The agency issued a notice of proposed rulemaking (NPRM) last November adding the photo ID requirement and creating the fee structure for pilot certificates. Some would say it was a hastily issued NPRM, given the fact that Congress was basically breathing down the FAA's neck, telling the agency to get it done or else.
Well, the comment period on the NPRM just closed. And, boy, were there comments.
First, a little of what’s included in the NPRM’s fine print. In the document the FAA proposes a maximum fee for the new certificate of $22. That is, until FAA reauthorization passes in the Senate (hey, didn’t that just happen?). Then the fee rises to $50. But that cost doesn’t include the price of the 2-by-2-inch photo you’ll be required to submit—that’s right, on photo paper; no electronic images allowed. (Never mind that digital images are good enough for the Transportation Security Administration when screening foreign pilot applicants from places like Yemen or Pakistan; the FAA is insistent on wanting print photos, probably on Kodak Kodachrome film, no less.)
Flight instructors are the most upset by the proposed rules. The National Association of Flight Instructors (NAFI) and Society of Aviation and Flight Educators (SAFE) have submitted responses voicing their concerns over the significant cost and time burdens the requirements could impose. The "Intelligence Reform and Terrorism Prevention" act passed by Congress in 2004 requires the FAA to create new pilot certificates that include photographs. While the NAFI and SAFE support the FAA’s efforts to comply with the law, the groups say the agency is going about it the wrong way.

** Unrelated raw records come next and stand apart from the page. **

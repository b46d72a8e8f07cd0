//! Invariant-preserving operations on [`Automaton`] values.
//!
//! Every operation is pure: it validates its arguments against the receiver
//! and, only if all checks pass, returns a new automaton. The receiver is
//! never modified.

use crate::builder::error::BuildError;
use crate::core::{Automaton, AutomatonKind, Label, StateId, Transition};
use std::collections::BTreeSet;

impl Automaton {
    /// Create an automaton with a single state `0`, which is also the start
    /// state.
    ///
    /// Duplicate symbols collapse into one. Fails with
    /// [`BuildError::EmptyAlphabet`] when no symbol is given.
    ///
    /// # Example
    ///
    /// ```rust
    /// use automaton_engine::builder::BuildError;
    /// use automaton_engine::core::{Automaton, AutomatonKind};
    ///
    /// let nfa = Automaton::new(AutomatonKind::Nfa, ["a", "b", "a"]).unwrap();
    /// assert_eq!(nfa.alphabet.len(), 2);
    ///
    /// let empty: [&str; 0] = [];
    /// assert_eq!(
    ///     Automaton::new(AutomatonKind::Dfa, empty),
    ///     Err(BuildError::EmptyAlphabet)
    /// );
    /// ```
    pub fn new<I, S>(kind: AutomatonKind, alphabet: I) -> Result<Self, BuildError>
    where
        I: IntoIterator<Item = S>,
        S: Into<String>,
    {
        let alphabet: BTreeSet<String> = alphabet.into_iter().map(Into::into).collect();
        if alphabet.is_empty() {
            return Err(BuildError::EmptyAlphabet);
        }

        tracing::debug!(%kind, symbols = alphabet.len(), "created automaton");

        Ok(Self {
            kind,
            states: BTreeSet::from([0]),
            alphabet,
            transitions: Vec::new(),
            start_state: 0,
            accept_states: BTreeSet::new(),
            next_state_id: 1,
        })
    }

    /// Add a fresh state, returning the new automaton and the issued id.
    ///
    /// Ids come from `next_state_id` and are never reissued, even after the
    /// state is removed.
    ///
    /// # Example
    ///
    /// ```rust
    /// use automaton_engine::core::{Automaton, AutomatonKind};
    ///
    /// let a = Automaton::new(AutomatonKind::Dfa, ["0"]).unwrap();
    /// let (a, q1) = a.add_state();
    /// let a = a.remove_state(q1).unwrap();
    /// let (_, q2) = a.add_state();
    /// assert_eq!((q1, q2), (1, 2));
    /// ```
    pub fn add_state(&self) -> (Self, StateId) {
        let id = self.next_state_id;
        let mut states = self.states.clone();
        states.insert(id);

        tracing::debug!(state = id, "added state");

        let automaton = Self {
            states,
            next_state_id: id + 1,
            ..self.clone()
        };
        (automaton, id)
    }

    /// Remove a state together with every transition touching it.
    ///
    /// If the removed state was the start state, the smallest remaining id
    /// becomes the new start state.
    pub fn remove_state(&self, id: StateId) -> Result<Self, BuildError> {
        if !self.has_state(id) {
            return Err(BuildError::UnknownState(id));
        }
        if self.states.len() == 1 {
            return Err(BuildError::LastState);
        }

        let mut states = self.states.clone();
        states.remove(&id);

        let mut accept_states = self.accept_states.clone();
        accept_states.remove(&id);

        let transitions: Vec<Transition> = self
            .transitions
            .iter()
            .filter(|t| t.from != id && !t.to.contains(&id))
            .cloned()
            .collect();

        let mut start_state = self.start_state;
        if start_state == id {
            if let Some(&smallest) = states.iter().next() {
                tracing::warn!(
                    removed = id,
                    start = smallest,
                    "start state removed, reassigning"
                );
                start_state = smallest;
            }
        }

        tracing::debug!(
            state = id,
            dropped_transitions = self.transitions.len() - transitions.len(),
            "removed state"
        );

        Ok(Self {
            states,
            accept_states,
            transitions,
            start_state,
            ..self.clone()
        })
    }

    /// Append a transition from `from` to every state in `to` on `label`.
    ///
    /// Rejects unknown states and symbols, and at most one transition may
    /// exist per `(from, label)` pair regardless of kind. A DFA additionally
    /// requires exactly one destination and forbids [`Label::Epsilon`].
    ///
    /// # Example
    ///
    /// ```rust
    /// use automaton_engine::builder::BuildError;
    /// use automaton_engine::core::{Automaton, AutomatonKind, Label};
    ///
    /// let (a, q1) = Automaton::new(AutomatonKind::Dfa, ["0", "1"])
    ///     .unwrap()
    ///     .add_state();
    /// let a = a.add_transition(0, [q1], Label::symbol("0")).unwrap();
    /// assert!(a.transition(0, &Label::symbol("0")).is_some());
    ///
    /// assert_eq!(
    ///     a.add_transition(0, [0, q1], Label::symbol("1")),
    ///     Err(BuildError::MultipleDestinations { count: 2 })
    /// );
    /// ```
    pub fn add_transition<I>(&self, from: StateId, to: I, label: Label) -> Result<Self, BuildError>
    where
        I: IntoIterator<Item = StateId>,
    {
        let to: BTreeSet<StateId> = to.into_iter().collect();

        if !self.has_state(from) {
            return Err(BuildError::UnknownState(from));
        }
        if to.is_empty() {
            return Err(BuildError::EmptyDestination);
        }
        if let Some(&missing) = to.iter().find(|id| !self.has_state(**id)) {
            return Err(BuildError::UnknownState(missing));
        }
        if let Label::Symbol(symbol) = &label {
            if !self.has_symbol(symbol) {
                return Err(BuildError::UnknownSymbol(symbol.clone()));
            }
        }
        if self.kind == AutomatonKind::Dfa {
            if to.len() != 1 {
                return Err(BuildError::MultipleDestinations { count: to.len() });
            }
            if label.is_epsilon() {
                return Err(BuildError::EpsilonInDfa);
            }
        }
        if self.transition(from, &label).is_some() {
            return Err(BuildError::DuplicateTransition { from, label });
        }

        tracing::debug!(from, ?to, %label, "added transition");

        let mut transitions = self.transitions.clone();
        transitions.push(Transition { from, to, label });

        Ok(Self {
            transitions,
            ..self.clone()
        })
    }

    /// Drop the transition(s) leaving `from` on `label` whose destination set
    /// equals `to`. Returns an unchanged copy when nothing matches.
    pub fn remove_transition<I>(&self, from: StateId, to: I, label: &Label) -> Self
    where
        I: IntoIterator<Item = StateId>,
    {
        let to: BTreeSet<StateId> = to.into_iter().collect();
        let transitions: Vec<Transition> = self
            .transitions
            .iter()
            .filter(|t| !(t.matches(from, label) && t.to == to))
            .cloned()
            .collect();

        if transitions.len() != self.transitions.len() {
            tracing::debug!(from, ?to, %label, "removed transition");
        }

        Self {
            transitions,
            ..self.clone()
        }
    }

    pub fn set_start_state(&self, id: StateId) -> Result<Self, BuildError> {
        if !self.has_state(id) {
            return Err(BuildError::UnknownState(id));
        }

        tracing::debug!(state = id, "set start state");

        Ok(Self {
            start_state: id,
            ..self.clone()
        })
    }

    pub fn add_accept_state(&self, id: StateId) -> Result<Self, BuildError> {
        if !self.has_state(id) {
            return Err(BuildError::UnknownState(id));
        }
        if self.is_accepting(id) {
            return Err(BuildError::AlreadyAccepting(id));
        }

        let mut accept_states = self.accept_states.clone();
        accept_states.insert(id);

        tracing::debug!(state = id, "added accept state");

        Ok(Self {
            accept_states,
            ..self.clone()
        })
    }

    pub fn remove_accept_state(&self, id: StateId) -> Result<Self, BuildError> {
        if !self.has_state(id) {
            return Err(BuildError::UnknownState(id));
        }
        if !self.is_accepting(id) {
            return Err(BuildError::NotAccepting(id));
        }

        let mut accept_states = self.accept_states.clone();
        accept_states.remove(&id);

        tracing::debug!(state = id, "removed accept state");

        Ok(Self {
            accept_states,
            ..self.clone()
        })
    }

    /// All transitions leaving `id`, in insertion order.
    pub fn transitions_from(&self, id: StateId) -> Vec<&Transition> {
        self.transitions.iter().filter(|t| t.from == id).collect()
    }

    /// The first transition leaving `id` on `label`, if any.
    pub fn transition(&self, id: StateId, label: &Label) -> Option<&Transition> {
        self.transitions.iter().find(|t| t.matches(id, label))
    }
}
//! The automaton root value.

use super::transition::Transition;
use serde::{Deserialize, Serialize};
use std::collections::BTreeSet;
use std::fmt;

/// Identifier of a state. Issued by [`Automaton::add_state`] and never reused.
pub type StateId = usize;

/// Which family of automaton a value belongs to. Fixed at creation.
#[derive(Clone, Copy, Debug, PartialEq, Eq, Hash, Serialize, Deserialize)]
#[serde(rename_all = "UPPERCASE")]
pub enum AutomatonKind {
    Dfa,
    Nfa,
}

impl fmt::Display for AutomatonKind {
    fn fmt(&self, f: &mut fmt::Formatter<'_>) -> fmt::Result {
        match self {
            Self::Dfa => write!(f, "DFA"),
            Self::Nfa => write!(f, "NFA"),
        }
    }
}

/// An immutable finite automaton.
///
/// Values are produced by [`Automaton::new`] and transformed by the builder
/// operations, each of which returns a new value and leaves the receiver
/// untouched. Fields are public so callers can inspect them freely; a value
/// assembled by hand (for example with struct update syntax) skips the
/// builder's checks, which is why [`crate::validation`] never assumes the
/// invariants below hold.
///
/// # Invariants (when built through the builder)
///
/// - `states` and `alphabet` are never empty
/// - `start_state` and every member of `accept_states` are in `states`
/// - every transition references known states and a known symbol
/// - at most one transition per `(from, label)` pair
/// - `next_state_id` is greater than every id ever issued
///
/// # Example
///
/// ```rust
/// use automaton_engine::core::{Automaton, AutomatonKind};
///
/// let dfa = Automaton::new(AutomatonKind::Dfa, ["0", "1"]).unwrap();
/// assert_eq!(dfa.start_state, 0);
/// assert_eq!(dfa.next_state_id, 1);
/// assert!(dfa.transitions.is_empty());
/// ```
#[derive(Clone, Debug, PartialEq, Eq)]
pub struct Automaton {
    pub kind: AutomatonKind,
    pub states: BTreeSet<StateId>,
    pub alphabet: BTreeSet<String>,
    /// Ordered as inserted
    pub transitions: Vec<Transition>,
    pub start_state: StateId,
    pub accept_states: BTreeSet<StateId>,
    pub next_state_id: StateId,
}

impl Automaton {
    pub fn is_dfa_kind(&self) -> bool {
        self.kind == AutomatonKind::Dfa
    }

    pub fn has_state(&self, id: StateId) -> bool {
        self.states.contains(&id)
    }

    pub fn has_symbol(&self, symbol: &str) -> bool {
        self.alphabet.contains(symbol)
    }

    pub fn is_accepting(&self, id: StateId) -> bool {
        self.accept_states.contains(&id)
    }
}
//! Structural predicates over automata.
//!
//! None of these assume the builder's invariants hold: duplicate
//! `(from, label)` pairs are recounted from the transition list every time.

use crate::core::{Automaton, AutomatonKind, Label, StateId};
use std::collections::HashMap;

/// Number of transitions per `(from, label)` pair.
fn transition_counts(automaton: &Automaton) -> HashMap<(StateId, &Label), usize> {
    let mut counts = HashMap::new();
    for transition in &automaton.transitions {
        *counts.entry((transition.from, &transition.label)).or_insert(0) += 1;
    }
    counts
}

/// Check that the automaton is a well-formed DFA.
///
/// Requires DFA kind, no epsilon labels, a single destination per
/// transition, and no two transitions sharing a `(from, label)` pair.
pub fn is_dfa(automaton: &Automaton) -> bool {
    if automaton.kind != AutomatonKind::Dfa {
        return false;
    }

    if automaton
        .transitions
        .iter()
        .any(|t| t.label.is_epsilon() || t.to.len() != 1)
    {
        return false;
    }

    let mut seen: HashMap<(StateId, &Label), usize> = HashMap::new();
    for transition in &automaton.transitions {
        let count = seen.entry((transition.from, &transition.label)).or_insert(0);
        *count += 1;
        if *count >= 2 {
            return false;
        }
    }

    true
}

/// Check that the automaton is a DFA with exactly one transition for every
/// `(state, symbol)` pair.
pub fn is_complete(automaton: &Automaton) -> bool {
    if !is_dfa(automaton) {
        return false;
    }

    let counts = transition_counts(automaton);
    automaton.states.iter().all(|&state| {
        automaton.alphabet.iter().all(|symbol| {
            let label = Label::symbol(symbol.as_str());
            counts.get(&(state, &label)).copied() == Some(1)
        })
    })
}

/// The `(state, symbol)` pairs with no outgoing transition, ordered by state
/// then symbol.
pub fn missing_transitions(automaton: &Automaton) -> Vec<(StateId, String)> {
    let counts = transition_counts(automaton);
    let mut missing = Vec::new();
    for &state in &automaton.states {
        for symbol in &automaton.alphabet {
            let label = Label::symbol(symbol.as_str());
            if !counts.contains_key(&(state, &label)) {
                missing.push((state, symbol.clone()));
            }
        }
    }
    missing
}

/// Whether `start_state` names an existing state.
pub fn has_start_state(automaton: &Automaton) -> bool {
    automaton.has_state(automaton.start_state)
}

pub fn has_accept_states(automaton: &Automaton) -> bool {
    !automaton.accept_states.is_empty()
}

/// The gate for simulation: a complete DFA with a valid start state.
pub fn is_runnable(automaton: &Automaton) -> bool {
    automaton.kind == AutomatonKind::Dfa
        && has_start_state(automaton)
        && is_dfa(automaton)
        && is_complete(automaton)
}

The NAFI noted that there are potential inconsistencies between the proposed rule changes and the law that Congress passed. One of them includes a six- to eight-week delay between application and issuance of a photo certificate, which could unnecessarily prolong the time interval between a student starting training and soloing (the first time they’d need that certificate).

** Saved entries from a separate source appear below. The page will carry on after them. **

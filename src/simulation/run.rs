//! Whole-input helpers built on [`Simulation::step`].

use crate::core::{Automaton, StateId};
use crate::simulation::error::SimulationError;
use crate::simulation::machine::Simulation;

/// Step a fresh simulation until the input is consumed.
pub fn run_simulation<'a>(
    automaton: &'a Automaton,
    input: &str,
) -> Result<Simulation<'a>, SimulationError> {
    let mut simulation = Simulation::new(automaton, input)?;
    while !simulation.is_finished() {
        simulation = simulation.step()?;
    }
    Ok(simulation)
}

/// Whether the automaton accepts `input`.
///
/// # Example
///
/// ```rust
/// use automaton_engine::core::{Automaton, AutomatonKind, Label};
/// use automaton_engine::simulation::accepts;
///
/// let a = Automaton::new(AutomatonKind::Dfa, ["a"]).unwrap();
/// let a = a
///     .add_transition(0, [0], Label::symbol("a")).unwrap()
///     .add_accept_state(0).unwrap();
///
/// assert!(accepts(&a, "").unwrap());
/// assert!(accepts(&a, "aaa").unwrap());
/// assert!(accepts(&a, "b").is_err());
/// ```
pub fn accepts(automaton: &Automaton, input: &str) -> Result<bool, SimulationError> {
    Ok(run_simulation(automaton, input)?.is_accepted())
}

/// The state the automaton ends in after consuming `input`.
pub fn final_state(automaton: &Automaton, input: &str) -> Result<StateId, SimulationError> {
    Ok(run_simulation(automaton, input)?.current_state())
}

#[cfg(test)]
mod tests {
    use super::*;
    use crate::core::{AutomatonKind, Label};

    /// Counts `a`s modulo 3.
    fn mod_three() -> Automaton {
        let a = Automaton::new(AutomatonKind::Dfa, ["a"]).unwrap();
        let (a, q1) = a.add_state();
        let (a, q2) = a.add_state();
        a.add_transition(0, [q1], Label::symbol("a"))
            .unwrap()
            .add_transition(q1, [q2], Label::symbol("a"))
            .unwrap()
            .add_transition(q2, [0], Label::symbol("a"))
            .unwrap()
            .add_accept_state(0)
            .unwrap()
    }

    #[test]
    fn run_consumes_all_input() {
        let a = mod_three();
        let sim = run_simulation(&a, "aaaa").unwrap();

        assert!(sim.is_finished());
        assert_eq!(sim.path(), vec![0, 1, 2, 0, 1]);
        assert_eq!(sim.steps().len(), 5);
    }

    #[test]
    fn final_state_follows_the_walk() {
        let a = mod_three();
        assert_eq!(final_state(&a, ""), Ok(0));
        assert_eq!(final_state(&a, "aa"), Ok(2));
        assert_eq!(final_state(&a, "aaaaaaa"), Ok(1));
    }

    #[test]
    fn accepts_matches_accept_states() {
        let a = mod_three();
        assert_eq!(accepts(&a, ""), Ok(true));
        assert_eq!(accepts(&a, "a"), Ok(false));
        assert_eq!(accepts(&a, "aaa"), Ok(true));
    }

    #[test]
    fn errors_propagate_from_steps() {
        let a = mod_three();
        assert_eq!(
            accepts(&a, "aab"),
            Err(SimulationError::SymbolNotInAlphabet('b'))
        );

        let incomplete = a.remove_transition(2, [0], &Label::symbol("a"));
        assert_eq!(
            final_state(&incomplete, "a"),
            Err(SimulationError::NotRunnable)
        );
    }
}
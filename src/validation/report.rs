//! Aggregated validation findings.

use super::predicates::{
    has_accept_states, has_start_state, is_complete, is_dfa, missing_transitions,
};
use super::reachability::orphaned_states;
use crate::core::{Automaton, StateId};
use stillwater::validation::Validation;
use stillwater::NonEmptyVec;
use thiserror::Error;

/// Findings that make an automaton invalid.
#[derive(Debug, Clone, Error, PartialEq, Eq)]
pub enum ValidationError {
    #[error("No start state defined")]
    NoStartState,

    #[error("Not a valid DFA")]
    NotDfa,

    #[error("DFA is incomplete: missing transitions for {}", describe_missing(.missing))]
    Incomplete { missing: Vec<(StateId, String)> },
}

/// Advisory findings. They never affect validity.
#[derive(Debug, Clone, Error, PartialEq, Eq)]
pub enum ValidationWarning {
    #[error("No accept states defined")]
    NoAcceptStates,

    #[error("Unreachable states: {}", join_ids(.0))]
    UnreachableStates(Vec<StateId>),
}

fn describe_missing(missing: &[(StateId, String)]) -> String {
    missing
        .iter()
        .map(|(state, symbol)| format!("({state}, '{symbol}')"))
        .collect::<Vec<_>>()
        .join(", ")
}

fn join_ids(ids: &[StateId]) -> String {
    ids.iter()
        .map(ToString::to_string)
        .collect::<Vec<_>>()
        .join(", ")
}

/// Summary of everything the validator found.
#[derive(Debug, Clone, PartialEq, Eq)]
pub struct ValidationReport {
    /// `true` iff `errors` is empty
    pub valid: bool,
    pub errors: Vec<ValidationError>,
    pub warnings: Vec<ValidationWarning>,
}

impl ValidationReport {
    pub fn is_valid(&self) -> bool {
        self.valid
    }
}

fn check(
    passed: bool,
    error: impl FnOnce() -> ValidationError,
) -> Validation<(), NonEmptyVec<ValidationError>> {
    if passed {
        Validation::success(())
    } else {
        Validation::fail(error())
    }
}

/// Run every check and collect all findings at once.
///
/// Completeness is only reported when the automaton is already a DFA.
///
/// # Example
///
/// ```rust
/// use automaton_engine::core::{Automaton, AutomatonKind};
/// use automaton_engine::validation::{validation_report, ValidationError};
///
/// let a = Automaton::new(AutomatonKind::Dfa, ["0"]).unwrap();
/// let broken = Automaton { start_state: 5, ..a };
///
/// let report = validation_report(&broken);
/// assert!(!report.valid);
/// assert!(report.errors.contains(&ValidationError::NoStartState));
/// ```
pub fn validation_report(automaton: &Automaton) -> ValidationReport {
    let deterministic = is_dfa(automaton);

    let checks = vec![
        check(has_start_state(automaton), || ValidationError::NoStartState),
        check(deterministic, || ValidationError::NotDfa),
        check(!deterministic || is_complete(automaton), || {
            ValidationError::Incomplete {
                missing: missing_transitions(automaton),
            }
        }),
    ];

    let errors: Vec<ValidationError> = match Validation::all_vec(checks) {
        Validation::Success(_) => Vec::new(),
        Validation::Failure(errors) => errors.iter().cloned().collect(),
    };

    let mut warnings = Vec::new();
    if !has_accept_states(automaton) {
        warnings.push(ValidationWarning::NoAcceptStates);
    }
    let orphaned = orphaned_states(automaton);
    if !orphaned.is_empty() {
        warnings.push(ValidationWarning::UnreachableStates(
            orphaned.into_iter().collect(),
        ));
    }

    ValidationReport {
        valid: errors.is_empty(),
        errors,
        warnings,
    }
}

The NAFI and SAFE also point out that the proposal could require pilots to shell out big bucks for certificates when they obtain multiple certificates or ratings in rapid succession because they would have to renew their certificate on each occasion. (NAFI proposes the issuance one “pilot identification certificate” that would be good for eight years and be accompanied by a traditional certificate providing a listing of a pilot’s limitations and privileges.)
The groups also say the NPRM is unclear on the point of whether the proposed changes would apply to flight instructor certificates. Because a CFI certificate is valid only when accompanied by a pilot certificate, inclusion of a photograph on a CFI certificate would represent a double burden without any additional security benefit. Also, the CFI certificate must be renewed every two years—again, at a cost of $50 (or is it $100?) plus the cost of that pretty photo.

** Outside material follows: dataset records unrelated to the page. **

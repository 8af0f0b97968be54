use std::io;
use std::path::PathBuf;

#[derive(Debug, thiserror::Error)]
pub(crate) enum AcquisitionError {
    #[error("network failure while fetching video: {0}")]
    Network(String),

    #[error("unsupported url: {0}")]
    UnsupportedUrl(String),

    #[error("video is too long: {duration:.1}s exceeds the {limit:.0}s limit")]
    PolicyRejected { duration: f64, limit: f64 },

    #[error("download failed: {0}")]
    Unknown(String),
}

impl AcquisitionError {
    pub(crate) fn reason(&self) -> &'static str {
        match self {
            Self::Network(_) => "network",
            Self::UnsupportedUrl(_) => "unsupported-url",
            Self::PolicyRejected { .. } => "policy-rejected",
            Self::Unknown(_) => "unknown",
        }
    }
}

#[derive(Debug, thiserror::Error)]
pub(crate) enum LibraryError {
    #[error("no downloaded video named {name:?} in {dir}")]
    NotFound { name: String, dir: PathBuf },

    #[error("failed to read video directory {dir}: {source}")]
    Io { dir: PathBuf, source: io::Error },
}

#[derive(Debug, thiserror::Error)]
pub(crate) enum StoreError {
    #[error("failed to prepare artifact directory {path}: {source}")]
    Prepare { path: PathBuf, source: io::Error },

    #[error("failed to remove artifact {path}: {source}")]
    Remove { path: PathBuf, source: io::Error },

    #[error("failed to write artifact {path}: {source}")]
    Write { path: PathBuf, source: io::Error },

    #[error("failed to read artifact {path}: {source}")]
    Read { path: PathBuf, source: io::Error },
}

#[derive(Debug, thiserror::Error)]
pub(crate) enum ExtractionError {
    #[error("cannot read video {path}: {message}")]
    UnreadableVideo { path: PathBuf, message: String },

    #[error("failed to capture frame at {second}s: {message}")]
    FrameCapture { second: u32, message: String },

    #[error(transparent)]
    Store(#[from] StoreError),
}

impl ExtractionError {
    pub(crate) fn reason(&self) -> &'static str {
        match self {
            Self::UnreadableVideo { .. } => "unreadable-video",
            Self::FrameCapture { .. } => "frame-capture",
            Self::Store(_) => "artifact-store",
        }
    }
}

#[derive(Debug, thiserror::Error)]
pub(crate) enum TranscriptionError {
    #[error("failed to encode audio track: {0}")]
    EncodeFailed(String),

    #[error("transcription service unavailable: {0}")]
    ServiceUnavailable(String),

    #[error("transcription service error: {0}")]
    ServiceError(String),

    #[error(transparent)]
    Store(#[from] StoreError),
}

impl TranscriptionError {
    pub(crate) fn reason(&self) -> &'static str {
        match self {
            Self::EncodeFailed(_) => "encode-failed",
            Self::ServiceUnavailable(_) => "service-unavailable",
            Self::ServiceError(_) => "service-error",
            Self::Store(_) => "artifact-store",
        }
    }
}

#[derive(Debug, thiserror::Error)]
pub(crate) enum AnnotateError {
    #[error("artifact reset failed: {0}")]
    Reset(#[from] StoreError),

    #[error("frame extraction failed ({reason}): {0}", reason = .0.reason())]
    Extraction(#[from] ExtractionError),

    #[error("transcription failed ({reason}): {0}", reason = .0.reason())]
    Transcription(#[from] TranscriptionError),
}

The driving force behind the NPRM was the strong reaction of Rep. John Mica (R-Fla.) to non-compliance by the FAA with the 2004 act that gave the agency a one-year deadline to implement the photo ID process. According to the act, the licenses must be tamper resistant, include a photo of the airman, and have the ability to accommodate biometrics such as fingerprint data. Shortly after Mica issued a scathing letter to the heads of the FAA, TSA, and Homeland Security, the FAA responded with its NPRM.
AOPA has weighed in, too, urging the FAA to withdraw its proposal, saying it adds “no safety or security benefit, while adding substantial costs to pilots and the federal government.” A letter signed by SAFE chairman Doug Stewart, meanwhile, offers the FAA this sage advice: “Stop the process now. Take the time to think it out. Engage the input and assistance of the aviation community. Then do it right.”
Sounds like the sensible thing to do.